The result is $\begin{bmatrix} 1 & 0 & 0 \\ 0 & 1 & 0 \\ 0 & 0 & (x-2)^2(x+3) \end{bmatrix}$.

In particular, the elementary divisors of $B$ are $(x-2)^2$ and $x-3$, so that the Jordan canonical form of $B$ is $\begin{bmatrix} 2 & 1 & 0 \\ 0 & 2 & 0 \\ 0 & 0 & 3 \end{bmatrix}$.

We used four row operations, whose corresponding column operations are as follows.

1. $C_2 - BC_1 \rightarrow C_2$
2. $C_3 + 30C_1 \rightarrow C_3$
3. $C_1 + (B-3I)C_3 \rightarrow C_1$
4. $5C_1 \rightarrow C_1$

We now perform this sequence of column operations (in order) on the identity matrix. The result is $\begin{bmatrix} 0 & 0 & 30 \\ 0 & 0 & 0 \\ 0 & 0 & 1 \end{bmatrix}$. Multiplying the only nonzero column by each of $(B-2I)(B-3I)$, $B-3I$, and $B-2I$ to construct a matrix $P$, we have $P = \begin{bmatrix} 10 & -5 & 35 \\ -5 & 0 & -5 \\ 0 & 0 & 1 \end{bmatrix}$. Using Gauss-Jordan elimination on $[P|I]$, we can compute $P^{-1} = \frac{1}{5}\begin{bmatrix} 0 & -1 & -5 \\ -1 & -2 & 25 \\ 0 & 0 & 5 \end{bmatrix}$. We can easily verify that $P^{-1}BP$ is in Jordan Canonical Form. (WolframAlpha agrees.)

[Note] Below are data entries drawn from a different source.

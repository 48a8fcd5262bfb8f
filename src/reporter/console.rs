//! Console reporter with colored output

use crate::batch::{AggregateStats, FileReport};
use crate::engine::recommendations::PRIORITY_HEADER;
use crate::{AssessmentReport, MaturityLevel, ScoringEngine, ScoringTables};
use colored::Colorize;
use std::fmt::Write;
use std::path::Path;

/// Reporter for terminal output
pub struct ConsoleReporter<'a> {
    /// Tables used for family names and weights
    tables: &'a ScoringTables,
    /// Whether to use colors
    use_colors: bool,
    /// Whether to show verbose output
    verbose: bool,
}

impl<'a> ConsoleReporter<'a> {
    /// Create a new console reporter
    pub fn new(tables: &'a ScoringTables) -> Self {
        Self {
            tables,
            use_colors: true,
            verbose: false,
        }
    }

    /// Disable colors
    pub fn without_colors(mut self) -> Self {
        self.use_colors = false;
        self
    }

    /// Enable verbose output
    pub fn verbose(mut self) -> Self {
        self.verbose = true;
        self
    }

    /// Report a single assessment
    pub fn report(&self, report: &AssessmentReport, source: Option<&Path>) {
        print!("{}", self.render(report, source));
    }

    /// Report multiple assessments with summary
    pub fn report_many(&self, results: &[FileReport], stats: &AggregateStats) {
        for result in results {
            self.report(&result.report, Some(&result.file));
            println!("{}", "─".repeat(60));
        }
        print!("{}", self.render_summary(stats));
    }

    /// Report in quiet mode (just score and level)
    pub fn report_quiet(&self, report: &AssessmentReport, source: Option<&Path>) {
        println!("{}", self.render_quiet(report, source));
    }

    pub fn render_quiet(&self, report: &AssessmentReport, source: Option<&Path>) -> String {
        let label = source
            .map(|p| p.display().to_string())
            .unwrap_or_else(|| "assessment".to_string());
        format!(
            "{}: {:.2} ({})",
            label,
            report.overall_score,
            self.colorize_level(report.maturity_level)
        )
    }

    /// Render the full report as text
    pub fn render(&self, report: &AssessmentReport, source: Option<&Path>) -> String {
        let mut out = String::new();
        self.write_header(&mut out, report, source);
        self.write_score(&mut out, report);
        self.write_families(&mut out, report);
        self.write_recommendations(&mut out, report);
        out.push('\n');
        out
    }

    fn write_header(&self, out: &mut String, report: &AssessmentReport, source: Option<&Path>) {
        let title = match source {
            Some(path) => format!("📋 Compliance Maturity Assessment: {}", path.display()),
            None => "📋 Compliance Maturity Assessment".to_string(),
        };
        let _ = writeln!(out);
        let _ = writeln!(out, "{}", title.bold());
        let _ = writeln!(
            out,
            "   Assessed: {} | Families scored: {}/{}",
            report.assessment_date,
            report.family_scores.len(),
            self.tables.families.len()
        );
        let _ = writeln!(out);
    }

    fn write_score(&self, out: &mut String, report: &AssessmentReport) {
        let level = self.colorize_level(report.maturity_level);
        let bar = self.create_score_bar(report.overall_score);
        let _ = writeln!(out, "   Score: {} {}", bar, level.bold());
        let _ = writeln!(
            out,
            "   {}",
            ScoringEngine::maturity_description(report.maturity_level).dimmed()
        );
        let _ = writeln!(out);
    }

    fn write_families(&self, out: &mut String, report: &AssessmentReport) {
        if report.family_scores.is_empty() {
            return;
        }
        let _ = writeln!(out, "   {}", "Family Scores:".bold());

        // Registry order, so related families stay together
        for family in self.tables.families.iter() {
            let Some(score) = report.family_scores.get(&family.id) else {
                continue;
            };
            let score = *score;
            let bar = self.create_mini_bar(score);
            let score_str = format!("{:>6.2}", score);
            let colored_score = if score >= 80.0 {
                score_str.green()
            } else if score >= 60.0 {
                score_str.yellow()
            } else {
                score_str.red()
            };
            if self.verbose {
                let _ = writeln!(
                    out,
                    "   {} {} {} {} (weight {:.0}%, contributes {:.2})",
                    bar,
                    colored_score,
                    format!("{:<3}", family.id).dimmed(),
                    family.name,
                    family.weight * 100.0,
                    score * family.weight
                );
            } else {
                let _ = writeln!(
                    out,
                    "   {} {} {} {} ({:.0}%)",
                    bar,
                    colored_score,
                    format!("{:<3}", family.id).dimmed(),
                    family.name,
                    family.weight * 100.0
                );
            }
        }

        if self.verbose {
            let missing: Vec<&str> = self
                .tables
                .families
                .iter()
                .filter(|f| !report.family_scores.contains_key(&f.id))
                .map(|f| f.id.as_str())
                .collect();
            if !missing.is_empty() {
                let _ = writeln!(
                    out,
                    "   {} {}",
                    "Not submitted (no weight contributed):".dimmed(),
                    missing.join(", ")
                );
            }
        }
        let _ = writeln!(out);
    }

    fn write_recommendations(&self, out: &mut String, report: &AssessmentReport) {
        if report.recommendations.is_empty() {
            return;
        }
        let _ = writeln!(out, "   {}", "Recommendations:".bold());
        for rec in &report.recommendations {
            if rec == PRIORITY_HEADER {
                let _ = writeln!(out, "   {}", rec.yellow());
            } else if let Some(line) = rec.strip_prefix("- ") {
                let _ = writeln!(out, "     {} {}", "✗".red(), line);
            } else {
                let _ = writeln!(out, "   {} {}", "→".cyan(), rec);
            }
        }
    }

    /// Render the batch summary
    pub fn render_summary(&self, stats: &AggregateStats) -> String {
        let mut out = String::new();
        let _ = writeln!(out);
        let _ = writeln!(out, "{}", "═".repeat(60));
        let _ = writeln!(out, "{}", "Summary".bold());
        let _ = writeln!(out, "{}", "═".repeat(60));
        let _ = writeln!(
            out,
            "   Files assessed: {}",
            stats.files_assessed.to_string().bold()
        );
        let _ = writeln!(
            out,
            "   Average score:  {}",
            format!("{:.2}", stats.average_score).bold()
        );
        for (level, count) in &stats.maturity_counts {
            let _ = writeln!(out, "   {:<15} {}", format!("{}:", level), count);
        }
        if let Some(ref lowest) = stats.lowest {
            let _ = writeln!(
                out,
                "   Lowest:         {} ({:.2})",
                lowest.file.display(),
                lowest.overall_score
            );
        }
        let _ = writeln!(out);
        out
    }

    fn colorize_level(&self, level: MaturityLevel) -> colored::ColoredString {
        let s = level.to_string();
        match level {
            MaturityLevel::Advanced => s.green().bold(),
            MaturityLevel::Mature => s.green(),
            MaturityLevel::Developing => s.yellow(),
            MaturityLevel::Basic => s.red(),
            MaturityLevel::Unknown => s.magenta(),
        }
    }

    fn create_score_bar(&self, score: f64) -> String {
        let filled = bar_cells(score, 20);
        let empty = 20 - filled;

        let bar = format!(
            "[{}{}] {:>6.2}",
            "█".repeat(filled),
            "░".repeat(empty),
            score
        );

        if self.use_colors {
            if score >= 80.0 {
                bar.green().to_string()
            } else if score >= 60.0 {
                bar.yellow().to_string()
            } else {
                bar.red().to_string()
            }
        } else {
            bar
        }
    }

    fn create_mini_bar(&self, score: f64) -> String {
        let filled = bar_cells(score, 10);
        format!("[{}{}]", "▓".repeat(filled), "░".repeat(10 - filled))
    }
}

/// Number of filled cells for a 0-100 score; out-of-range scores clamp
fn bar_cells(score: f64, width: usize) -> usize {
    let fraction = (score / 100.0).clamp(0.0, 1.0);
    ((fraction * width as f64).floor() as usize).min(width)
}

Next we consider $C$. Evidently $xI-C$ is put into Smith normal form by the following sequence of ERCOs.

1. $R_2 + R_1 \rightarrow R_1$
2. $-C_1 + C_2 \rightarrow C_2$
3. $-\frac{1}{2}C_2 \rightarrow C_2$
4. $(2-x)C_2 + C_1 \rightarrow C_1$
5. $\frac{1}{2}(x-2)R_1 + R_2 \rightarrow R_2$
6. $-\frac{1}{2}(x-2)^2C_3 + C_1 \rightarrow C_1$
7. $(3-x)R_2 + R_3 \rightarrow R_3$
8. $C_1 \leftrightarrow C_2$
9. $C_2 \leftrightarrow C_3$
10. $-2C_3 \rightarrow C_3$

The resulting matrix is $\begin{bmatrix} 1 & 0 & 0 \\ 0 & 1 & 0 \\ 0 & 0 & (x-2)^2(x-3) \end{bmatrix}$, so that the elementary divisors of $C$ are $(x-2)^2$ and $x-3$. At this point, we know that $B$ and $C$ are similar since they have the same elementary divisors.

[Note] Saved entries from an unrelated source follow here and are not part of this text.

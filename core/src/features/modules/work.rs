//! Job bodies of the module decode pipeline.
//!
//! Every body follows the same shape: claim the artifact (or bail with
//! `StateNotChanged`), compute from a snapshot, commit the result together with any
//! error. Completion of an artifact is committed even when its computation failed, so
//! nothing ever waits on a permanently `Loading` artifact.

use std::{fmt, sync::Arc};

use gw_task_system::{DirHandle, ExecStatus, FollowupGraph, Job, WorkContext};
use tracing::warn;

use crate::{
	fs::normalize_path,
	lang::{is_config_filename, FileDiags, MetadataDecodeError, ModFiles, Severity, SourceAddr},
	state::{stored_io_error, DiagnosticSource, ModuleArtifact, OpState, StateError, StoredError},
	work::{CoreWork, OpType, WorkError},
};

use super::ModulesFeature;

#[derive(Debug, Clone)]
pub(crate) enum ModuleWorkKind {
	ParseConfiguration,
	LoadMetadata {
		/// Whether this module was decoded directly (an open or discovered directory)
		/// rather than through a module call of another module. Only first-level decoding
		/// fans out into nested module calls and validation.
		first_level: bool,
	},
	PreloadEmbeddedSchema,
	DecodeReferenceTargets,
	DecodeReferenceOrigins,
	SchemaValidation,
	ReferenceValidation,
	GetRegistryData,
}

pub struct ModuleWork {
	feature: Arc<ModulesFeature>,
	kind: ModuleWorkKind,
}

impl fmt::Debug for ModuleWork {
	fn fmt(&self, f: &mut fmt::Formatter<'_>) -> fmt::Result {
		f.debug_tuple("ModuleWork").field(&self.kind).finish()
	}
}

impl ModuleWork {
	pub(crate) fn new(feature: Arc<ModulesFeature>, kind: ModuleWorkKind) -> Self {
		Self { feature, kind }
	}

	pub(crate) fn op_type(&self) -> OpType {
		match self.kind {
			ModuleWorkKind::ParseConfiguration => OpType::ParseConfiguration,
			ModuleWorkKind::LoadMetadata { .. } => OpType::LoadMetadata,
			ModuleWorkKind::PreloadEmbeddedSchema => OpType::PreloadEmbeddedSchema,
			ModuleWorkKind::DecodeReferenceTargets => OpType::DecodeReferenceTargets,
			ModuleWorkKind::DecodeReferenceOrigins => OpType::DecodeReferenceOrigins,
			ModuleWorkKind::SchemaValidation => OpType::SchemaValidation,
			ModuleWorkKind::ReferenceValidation => OpType::ReferenceValidation,
			ModuleWorkKind::GetRegistryData => OpType::GetRegistryData,
		}
	}

	pub(crate) async fn run(&self, ctx: &WorkContext) -> Result<ExecStatus, WorkError> {
		match &self.kind {
			ModuleWorkKind::ParseConfiguration => self.parse_configuration(ctx),
			ModuleWorkKind::LoadMetadata { .. } => self.load_metadata(ctx),
			ModuleWorkKind::PreloadEmbeddedSchema => self.preload_embedded_schema(ctx).await,
			ModuleWorkKind::DecodeReferenceTargets => self.decode_reference_targets(ctx),
			ModuleWorkKind::DecodeReferenceOrigins => self.decode_reference_origins(ctx),
			ModuleWorkKind::SchemaValidation => self.schema_validation(ctx),
			ModuleWorkKind::ReferenceValidation => self.reference_validation(ctx),
			ModuleWorkKind::GetRegistryData => self.get_registry_data(ctx).await,
		}
	}

	fn parse_configuration(&self, ctx: &WorkContext) -> Result<ExecStatus, WorkError> {
		let path = ctx.dir().path();
		let store = &self.feature.store;

		if !store.begin_artifact(
			path,
			ModuleArtifact::Diagnostics(DiagnosticSource::Parsing),
			ctx.ignore_state(),
		)? {
			return Ok(ExecStatus::StateNotChanged);
		}

		let entries = match self.feature.fs.read_dir(path) {
			Ok(entries) => entries,
			Err(err) => {
				// The artifact still completes; the failure travels with the record
				store.update_parsed_files(path, ModFiles::new(), Some(stored_io_error(&err)))?;
				store.update_diagnostics(path, DiagnosticSource::Parsing, FileDiags::new())?;
				return Err(err.into());
			}
		};

		let mut files = ModFiles::new();
		let mut diags = FileDiags::new();
		let mut read_err: Option<StoredError> = None;

		for entry in entries {
			if entry.is_dir || !is_config_filename(&entry.name) {
				continue;
			}
			let file_path = path.join(&entry.name);

			// The editor buffer wins over whatever is on disk
			let source = match self.feature.documents.get(&file_path) {
				Some(doc) => Ok(doc.text),
				None => self.feature.fs.read_to_string(&file_path),
			};

			match source {
				Ok(source) => {
					let (file, file_diags) = self.feature.decoder.parse(&entry.name, &source);
					files.insert(entry.name.clone(), Arc::new(file));
					if !file_diags.is_empty() {
						diags.insert(entry.name.clone(), file_diags);
					}
				}
				Err(err) => {
					warn!(file = %file_path.display(), "failed to read config file: {err}");
					read_err = Some(Arc::new(err));
				}
			}
		}

		store.update_parsed_files(path, files, read_err)?;
		store.update_diagnostics(path, DiagnosticSource::Parsing, diags)?;
		Ok(ExecStatus::Done)
	}

	fn load_metadata(&self, ctx: &WorkContext) -> Result<ExecStatus, WorkError> {
		let path = ctx.dir().path();
		let store = &self.feature.store;

		if !store.begin_artifact(path, ModuleArtifact::Metadata, ctx.ignore_state())? {
			return Ok(ExecStatus::StateNotChanged);
		}

		let record = store.record(path)?;
		let (meta, diags) = self
			.feature
			.decoder
			.decode_metadata(path, &record.parsed_files);

		let error_count = diags
			.iter()
			.filter(|diag| diag.severity == Severity::Error)
			.count();

		match (error_count > 0).then(|| MetadataDecodeError { count: error_count }) {
			Some(err) => {
				store.update_metadata(path, meta, Some(Arc::new(err.clone())))?;
				Err(err.into())
			}
			None => {
				store.update_metadata(path, meta, None)?;
				Ok(ExecStatus::Done)
			}
		}
	}

	async fn preload_embedded_schema(&self, ctx: &WorkContext) -> Result<ExecStatus, WorkError> {
		let path = ctx.dir().path();
		let store = &self.feature.store;

		if !store.begin_artifact(
			path,
			ModuleArtifact::PreloadedEmbeddedSchema,
			ctx.ignore_state(),
		)? {
			return Ok(ExecStatus::StateNotChanged);
		}

		let result = match store.provider_requirements_for_module(path) {
			Ok(requirements) => self
				.feature
				.schema_client
				.preload_schemas(&requirements, ctx)
				.await
				.map_err(WorkError::from),
			Err(err) => Err(err.into()),
		};

		// Completion is committed before the error surfaces, nothing waits on `Loading`
		store.set_artifact_state(path, ModuleArtifact::PreloadedEmbeddedSchema, OpState::Loaded)?;
		result?;
		Ok(ExecStatus::Done)
	}

	fn decode_reference_targets(&self, ctx: &WorkContext) -> Result<ExecStatus, WorkError> {
		let path = ctx.dir().path();
		let store = &self.feature.store;

		if !store.begin_artifact(path, ModuleArtifact::ReferenceTargets, ctx.ignore_state())? {
			return Ok(ExecStatus::StateNotChanged);
		}

		let record = store.record(path)?;
		let targets = self
			.feature
			.decoder
			.reference_targets(&record.meta, &record.parsed_files);
		store.update_reference_targets(path, targets, None)?;
		Ok(ExecStatus::Done)
	}

	fn decode_reference_origins(&self, ctx: &WorkContext) -> Result<ExecStatus, WorkError> {
		let path = ctx.dir().path();
		let store = &self.feature.store;

		if !store.begin_artifact(path, ModuleArtifact::ReferenceOrigins, ctx.ignore_state())? {
			return Ok(ExecStatus::StateNotChanged);
		}

		let record = store.record(path)?;
		let origins = self.feature.decoder.reference_origins(&record.parsed_files);
		store.update_reference_origins(path, origins, None)?;
		Ok(ExecStatus::Done)
	}

	fn schema_validation(&self, ctx: &WorkContext) -> Result<ExecStatus, WorkError> {
		let path = ctx.dir().path();
		let store = &self.feature.store;

		if !store.begin_artifact(
			path,
			ModuleArtifact::Diagnostics(DiagnosticSource::SchemaValidation),
			ctx.ignore_state(),
		)? {
			return Ok(ExecStatus::StateNotChanged);
		}

		let record = store.record(path)?;
		let diags = self
			.feature
			.decoder
			.validate_schema(&record.meta, &record.parsed_files);
		store.update_diagnostics(path, DiagnosticSource::SchemaValidation, diags)?;
		Ok(ExecStatus::Done)
	}

	fn reference_validation(&self, ctx: &WorkContext) -> Result<ExecStatus, WorkError> {
		let path = ctx.dir().path();
		let store = &self.feature.store;

		if !store.begin_artifact(
			path,
			ModuleArtifact::Diagnostics(DiagnosticSource::ReferenceValidation),
			ctx.ignore_state(),
		)? {
			return Ok(ExecStatus::StateNotChanged);
		}

		let record = store.record(path)?;
		let diags = self
			.feature
			.decoder
			.validate_references(&record.ref_targets, &record.ref_origins);
		store.update_diagnostics(path, DiagnosticSource::ReferenceValidation, diags)?;
		Ok(ExecStatus::Done)
	}

	/// Fetches registry data for all registry-sourced module calls, skipping sources
	/// already cached. One failed lookup does not abort the rest; failures are
	/// accumulated and reported together.
	async fn get_registry_data(&self, ctx: &WorkContext) -> Result<ExecStatus, WorkError> {
		let path = ctx.dir().path();
		let record = self.feature.store.record(path)?;

		let mut errors = Vec::new();
		for module_call in record.meta.module_calls.values() {
			let SourceAddr::Registry(source) = &module_call.source else {
				continue;
			};
			if self.feature.registry_store.exists(source) {
				continue;
			}

			match self
				.feature
				.registry_client
				.module_data(source, module_call.version.as_ref(), ctx)
				.await
			{
				Ok(data) => self.feature.registry_store.add(source.clone(), data),
				Err(err) => {
					warn!(source, "registry lookup failed: {err}");
					errors.push(err);
				}
			}
		}

		if errors.is_empty() {
			Ok(ExecStatus::Done)
		} else {
			Err(WorkError::Registry { errors })
		}
	}

	/// The metadata job fans out into everything whose shape depends on the decoded
	/// metadata: nested local module calls, schema preload and reference decoding.
	/// Followups are produced even when decoding failed, so partial metadata still gets
	/// references and waiters are released.
	pub(crate) fn followups(
		&self,
		ctx: &WorkContext,
		_result: &Result<ExecStatus, WorkError>,
	) -> FollowupGraph<CoreWork> {
		let ModuleWorkKind::LoadMetadata { first_level } = &self.kind else {
			return FollowupGraph::default();
		};

		let dir = ctx.dir();
		let mut graph = FollowupGraph::new();
		let mut nested_indices = Vec::new();

		if *first_level {
			match self.feature.store.declared_module_calls(dir.path()) {
				Ok(module_calls) => {
					for module_call in module_calls.values() {
						let SourceAddr::Local(rel) = &module_call.source else {
							continue;
						};
						let nested_path = normalize_path(&dir.path().join(rel));
						if !self.feature.fs.is_dir(&nested_path) {
							continue;
						}

						// A module we already track keeps its artifacts; a new one is
						// decoded from scratch
						let mut nested_ignore = ctx.ignore_state();
						match self.feature.store.add(nested_path.clone()) {
							Ok(()) => {}
							Err(StateError::AlreadyExists { .. }) => nested_ignore = false,
							Err(err) => {
								warn!(
									path = %nested_path.display(),
									"failed to add nested module: {err}"
								);
								continue;
							}
						}

						let nested_dir = DirHandle::from_path(nested_path);
						let parse = graph.push(
							Job::new(
								nested_dir.clone(),
								self.feature.work(ModuleWorkKind::ParseConfiguration),
							)
							.ignoring_state(nested_ignore),
						);
						let meta = graph.push_after(
							Job::new(
								nested_dir,
								self.feature
									.work(ModuleWorkKind::LoadMetadata { first_level: false }),
							)
							.ignoring_state(nested_ignore),
							vec![parse],
						);
						nested_indices.push(parse);
						nested_indices.push(meta);
					}
				}
				Err(err) => {
					warn!(dir = %dir, "failed to read module calls for followups: {err}");
				}
			}
		}

		// Schema preload must see the whole local module tree's provider requirements
		let schema = graph.push_after(
			Job::new(
				dir.clone(),
				self.feature.work(ModuleWorkKind::PreloadEmbeddedSchema),
			)
			.ignoring_state(ctx.ignore_state()),
			nested_indices.clone(),
		);

		let mut ref_deps = nested_indices;
		ref_deps.push(schema);
		let targets = graph.push_after(
			Job::new(
				dir.clone(),
				self.feature.work(ModuleWorkKind::DecodeReferenceTargets),
			)
			.ignoring_state(ctx.ignore_state()),
			ref_deps.clone(),
		);
		let origins = graph.push_after(
			Job::new(
				dir.clone(),
				self.feature.work(ModuleWorkKind::DecodeReferenceOrigins),
			)
			.ignoring_state(ctx.ignore_state()),
			ref_deps,
		);

		if *first_level && self.feature.validation_enabled {
			graph.push_after(
				Job::new(
					dir.clone(),
					self.feature.work(ModuleWorkKind::ReferenceValidation),
				)
				.ignoring_state(ctx.ignore_state()),
				vec![targets, origins],
			);
		}

		graph
	}
}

We used three elementary row operations, whose corresponding column operations are as follows.

1. $C_1 - C_2 \rightarrow C_2$
2. $C_1 - \frac{1}{2}(C-2I)C_2 \rightarrow C_1$
3. $C_2 + (C-3I)C_3 \rightarrow C_2$

Performing these operations (in order) on the identity matrix yields $\begin{bmatrix} 0 & 0 & 0 \\ 0 & 0 & 0 \\ 0 & 0 & 1 \end{bmatrix}$. Multiplying the only nonzero column of this matrix by $(C-2I)^2$, $(C-2I)(C-3I)$, and $C-3I$ to construct a matrix $Q$, we have $Q = \begin{bmatrix} -2 & 1 & -1 \\ 0 & -1 & -1 \\ 0 & 0 & 1 \end{bmatrix}$. Evidently $Q^{-1} = \frac{1}{2} \begin{bmatrix} -1 & -1 & -2 \\ 0 & -2 & -2 \\ 0 & 0 & 2 \end{bmatrix}$, and $Q^{-1}CP$ is in Jordan Canonical Form. (WolframAlpha agrees.)

In particular, we have $P^{-1}BP = Q^{-1}CQ$, so that $(PQ^{-1})^{-1}B(PQ^{-1}) = C$.